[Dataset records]
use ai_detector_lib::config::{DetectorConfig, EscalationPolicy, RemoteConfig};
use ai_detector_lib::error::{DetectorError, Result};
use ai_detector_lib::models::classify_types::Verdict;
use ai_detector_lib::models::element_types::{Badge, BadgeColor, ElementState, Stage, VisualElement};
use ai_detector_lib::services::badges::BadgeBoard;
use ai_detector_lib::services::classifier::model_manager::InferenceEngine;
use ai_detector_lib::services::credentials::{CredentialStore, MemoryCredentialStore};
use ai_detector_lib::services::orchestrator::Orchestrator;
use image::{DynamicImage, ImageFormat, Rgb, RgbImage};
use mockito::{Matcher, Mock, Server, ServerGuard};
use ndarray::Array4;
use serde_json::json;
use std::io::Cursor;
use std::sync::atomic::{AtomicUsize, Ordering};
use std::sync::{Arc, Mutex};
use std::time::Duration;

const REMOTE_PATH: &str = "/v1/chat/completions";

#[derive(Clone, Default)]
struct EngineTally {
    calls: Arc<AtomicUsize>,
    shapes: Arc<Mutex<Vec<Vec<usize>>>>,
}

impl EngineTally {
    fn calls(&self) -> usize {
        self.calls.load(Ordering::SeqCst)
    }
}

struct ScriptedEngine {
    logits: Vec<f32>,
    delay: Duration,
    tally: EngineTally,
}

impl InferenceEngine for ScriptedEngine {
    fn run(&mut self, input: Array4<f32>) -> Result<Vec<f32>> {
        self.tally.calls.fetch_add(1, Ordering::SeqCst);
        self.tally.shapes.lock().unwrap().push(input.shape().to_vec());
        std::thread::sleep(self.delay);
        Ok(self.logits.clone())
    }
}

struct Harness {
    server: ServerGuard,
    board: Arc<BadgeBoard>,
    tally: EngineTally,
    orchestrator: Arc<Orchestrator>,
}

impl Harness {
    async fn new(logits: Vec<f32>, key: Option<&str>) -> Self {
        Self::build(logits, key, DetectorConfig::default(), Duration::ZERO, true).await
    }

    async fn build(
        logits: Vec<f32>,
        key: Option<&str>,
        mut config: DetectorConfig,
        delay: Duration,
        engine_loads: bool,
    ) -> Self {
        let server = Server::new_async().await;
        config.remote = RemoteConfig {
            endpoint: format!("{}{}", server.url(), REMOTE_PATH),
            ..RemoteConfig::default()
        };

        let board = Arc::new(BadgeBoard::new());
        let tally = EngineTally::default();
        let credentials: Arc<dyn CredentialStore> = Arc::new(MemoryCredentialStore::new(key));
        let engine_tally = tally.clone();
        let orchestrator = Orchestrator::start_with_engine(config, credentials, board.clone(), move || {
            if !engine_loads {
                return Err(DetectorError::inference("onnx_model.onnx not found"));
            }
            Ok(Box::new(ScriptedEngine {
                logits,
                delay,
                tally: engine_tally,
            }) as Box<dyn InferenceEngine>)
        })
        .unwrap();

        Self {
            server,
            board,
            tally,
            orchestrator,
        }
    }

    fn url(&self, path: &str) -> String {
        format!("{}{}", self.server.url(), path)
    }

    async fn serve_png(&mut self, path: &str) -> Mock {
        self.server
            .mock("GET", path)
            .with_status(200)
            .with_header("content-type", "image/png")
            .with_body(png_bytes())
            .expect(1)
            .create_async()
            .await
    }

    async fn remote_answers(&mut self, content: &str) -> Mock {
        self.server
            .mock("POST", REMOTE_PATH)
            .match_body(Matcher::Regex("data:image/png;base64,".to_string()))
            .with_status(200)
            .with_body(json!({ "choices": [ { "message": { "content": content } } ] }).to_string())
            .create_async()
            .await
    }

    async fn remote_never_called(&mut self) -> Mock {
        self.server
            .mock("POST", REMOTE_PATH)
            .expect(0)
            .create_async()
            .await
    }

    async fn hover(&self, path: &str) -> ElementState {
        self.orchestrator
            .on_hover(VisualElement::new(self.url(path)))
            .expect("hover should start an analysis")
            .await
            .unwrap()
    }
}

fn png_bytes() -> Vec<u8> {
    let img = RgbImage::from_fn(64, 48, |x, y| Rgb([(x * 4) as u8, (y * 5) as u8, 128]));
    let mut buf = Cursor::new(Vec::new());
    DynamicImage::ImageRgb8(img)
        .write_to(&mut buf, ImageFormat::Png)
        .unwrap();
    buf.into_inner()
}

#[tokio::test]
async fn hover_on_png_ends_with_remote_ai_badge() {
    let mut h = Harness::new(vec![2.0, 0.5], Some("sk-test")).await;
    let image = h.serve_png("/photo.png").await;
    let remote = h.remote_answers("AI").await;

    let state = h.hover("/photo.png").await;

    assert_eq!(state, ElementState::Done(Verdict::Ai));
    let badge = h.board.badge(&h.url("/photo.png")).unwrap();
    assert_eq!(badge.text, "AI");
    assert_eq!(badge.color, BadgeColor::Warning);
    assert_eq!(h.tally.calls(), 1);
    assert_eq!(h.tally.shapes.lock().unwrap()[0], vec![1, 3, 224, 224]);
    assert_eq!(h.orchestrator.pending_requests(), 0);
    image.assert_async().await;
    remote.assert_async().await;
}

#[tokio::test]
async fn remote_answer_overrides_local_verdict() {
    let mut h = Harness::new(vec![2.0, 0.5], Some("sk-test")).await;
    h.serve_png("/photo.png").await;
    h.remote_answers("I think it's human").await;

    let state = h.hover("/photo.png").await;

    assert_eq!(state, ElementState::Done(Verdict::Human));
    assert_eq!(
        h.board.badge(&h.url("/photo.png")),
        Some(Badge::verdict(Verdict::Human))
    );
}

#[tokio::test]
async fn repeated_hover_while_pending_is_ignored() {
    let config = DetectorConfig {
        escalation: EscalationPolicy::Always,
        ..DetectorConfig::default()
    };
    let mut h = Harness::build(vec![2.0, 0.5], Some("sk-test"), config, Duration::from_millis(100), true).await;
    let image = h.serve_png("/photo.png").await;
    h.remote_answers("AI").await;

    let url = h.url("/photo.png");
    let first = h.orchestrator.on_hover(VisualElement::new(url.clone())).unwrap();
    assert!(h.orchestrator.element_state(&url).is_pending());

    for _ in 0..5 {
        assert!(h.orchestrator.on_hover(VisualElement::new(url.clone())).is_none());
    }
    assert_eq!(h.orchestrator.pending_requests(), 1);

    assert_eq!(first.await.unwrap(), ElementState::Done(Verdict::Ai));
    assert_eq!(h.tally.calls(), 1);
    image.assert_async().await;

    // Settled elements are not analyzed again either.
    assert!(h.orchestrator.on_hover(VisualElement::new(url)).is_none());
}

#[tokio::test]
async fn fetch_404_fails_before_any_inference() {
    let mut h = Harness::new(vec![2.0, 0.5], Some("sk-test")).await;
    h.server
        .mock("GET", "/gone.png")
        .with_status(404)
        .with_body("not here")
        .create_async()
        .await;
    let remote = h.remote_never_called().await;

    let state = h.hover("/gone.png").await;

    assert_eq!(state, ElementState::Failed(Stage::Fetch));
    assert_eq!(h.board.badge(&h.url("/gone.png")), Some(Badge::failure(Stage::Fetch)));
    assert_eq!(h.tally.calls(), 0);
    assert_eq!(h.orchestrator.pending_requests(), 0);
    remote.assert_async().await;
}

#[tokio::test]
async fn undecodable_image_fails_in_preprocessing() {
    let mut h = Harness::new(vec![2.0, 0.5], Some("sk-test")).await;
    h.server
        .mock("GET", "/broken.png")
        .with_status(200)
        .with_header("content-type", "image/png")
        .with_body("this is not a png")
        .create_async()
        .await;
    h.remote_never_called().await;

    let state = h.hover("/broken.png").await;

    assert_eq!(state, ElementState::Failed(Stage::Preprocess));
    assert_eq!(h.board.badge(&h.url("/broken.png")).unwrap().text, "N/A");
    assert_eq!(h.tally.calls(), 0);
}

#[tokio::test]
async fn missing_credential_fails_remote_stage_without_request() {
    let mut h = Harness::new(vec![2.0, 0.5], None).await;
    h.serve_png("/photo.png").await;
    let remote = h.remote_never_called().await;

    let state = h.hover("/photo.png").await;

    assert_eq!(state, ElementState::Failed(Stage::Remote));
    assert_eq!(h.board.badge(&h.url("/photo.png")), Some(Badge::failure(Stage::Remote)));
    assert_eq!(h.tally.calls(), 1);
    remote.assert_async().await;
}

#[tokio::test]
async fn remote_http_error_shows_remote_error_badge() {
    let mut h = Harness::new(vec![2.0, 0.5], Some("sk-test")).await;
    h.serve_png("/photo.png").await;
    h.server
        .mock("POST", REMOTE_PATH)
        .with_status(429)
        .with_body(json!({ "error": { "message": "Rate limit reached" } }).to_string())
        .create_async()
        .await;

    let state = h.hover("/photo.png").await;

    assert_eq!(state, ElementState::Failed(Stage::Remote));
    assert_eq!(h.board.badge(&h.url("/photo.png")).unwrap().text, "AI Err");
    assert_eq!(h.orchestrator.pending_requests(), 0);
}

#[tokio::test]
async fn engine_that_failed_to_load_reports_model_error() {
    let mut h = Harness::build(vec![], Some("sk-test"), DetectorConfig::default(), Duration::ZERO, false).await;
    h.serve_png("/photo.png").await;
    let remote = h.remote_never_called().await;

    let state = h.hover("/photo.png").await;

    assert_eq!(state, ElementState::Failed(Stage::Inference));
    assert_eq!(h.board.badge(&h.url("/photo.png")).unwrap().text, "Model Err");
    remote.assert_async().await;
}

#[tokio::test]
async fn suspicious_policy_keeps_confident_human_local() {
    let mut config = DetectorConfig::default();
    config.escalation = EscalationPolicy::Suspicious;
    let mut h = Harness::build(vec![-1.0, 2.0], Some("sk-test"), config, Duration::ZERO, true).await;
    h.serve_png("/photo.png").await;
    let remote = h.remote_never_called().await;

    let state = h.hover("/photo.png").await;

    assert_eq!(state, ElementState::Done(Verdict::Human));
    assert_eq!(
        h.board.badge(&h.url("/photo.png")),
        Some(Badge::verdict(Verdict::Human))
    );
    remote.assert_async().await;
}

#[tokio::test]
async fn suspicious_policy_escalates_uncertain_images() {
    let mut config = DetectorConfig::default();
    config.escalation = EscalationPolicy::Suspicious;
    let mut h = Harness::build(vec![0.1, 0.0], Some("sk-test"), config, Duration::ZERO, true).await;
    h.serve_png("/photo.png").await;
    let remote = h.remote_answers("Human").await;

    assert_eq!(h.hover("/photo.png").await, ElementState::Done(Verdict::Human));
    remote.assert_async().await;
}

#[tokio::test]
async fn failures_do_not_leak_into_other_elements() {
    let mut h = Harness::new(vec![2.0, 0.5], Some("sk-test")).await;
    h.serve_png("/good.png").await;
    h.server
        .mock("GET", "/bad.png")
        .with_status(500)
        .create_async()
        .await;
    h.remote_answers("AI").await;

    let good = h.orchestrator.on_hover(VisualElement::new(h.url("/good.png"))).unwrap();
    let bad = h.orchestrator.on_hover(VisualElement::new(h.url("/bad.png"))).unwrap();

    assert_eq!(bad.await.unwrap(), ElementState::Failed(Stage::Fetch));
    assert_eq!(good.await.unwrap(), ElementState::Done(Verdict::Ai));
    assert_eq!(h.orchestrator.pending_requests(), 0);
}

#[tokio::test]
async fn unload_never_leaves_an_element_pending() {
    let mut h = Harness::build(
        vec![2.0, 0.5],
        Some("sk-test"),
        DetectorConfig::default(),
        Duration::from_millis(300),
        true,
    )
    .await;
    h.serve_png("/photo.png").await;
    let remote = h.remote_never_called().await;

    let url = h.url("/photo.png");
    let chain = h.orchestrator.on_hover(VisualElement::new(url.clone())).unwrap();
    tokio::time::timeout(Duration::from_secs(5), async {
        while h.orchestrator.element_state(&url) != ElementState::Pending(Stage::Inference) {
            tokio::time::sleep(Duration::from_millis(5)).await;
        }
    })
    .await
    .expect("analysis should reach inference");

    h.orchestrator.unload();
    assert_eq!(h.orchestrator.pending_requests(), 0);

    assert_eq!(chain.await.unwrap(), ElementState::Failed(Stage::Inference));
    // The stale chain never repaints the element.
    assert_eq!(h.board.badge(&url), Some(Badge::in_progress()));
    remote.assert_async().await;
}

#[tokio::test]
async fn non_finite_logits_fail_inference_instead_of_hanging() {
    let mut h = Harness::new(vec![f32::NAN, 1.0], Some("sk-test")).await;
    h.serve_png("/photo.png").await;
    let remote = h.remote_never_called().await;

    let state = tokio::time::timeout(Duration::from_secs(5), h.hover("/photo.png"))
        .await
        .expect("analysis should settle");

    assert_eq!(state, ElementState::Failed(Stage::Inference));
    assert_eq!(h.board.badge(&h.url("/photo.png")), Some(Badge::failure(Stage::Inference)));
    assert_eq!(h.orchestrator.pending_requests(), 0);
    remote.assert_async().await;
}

» **PROMPT**:
State only how many lines above hold the string "struct".

» **ANSWER FOR THE TASK**:
3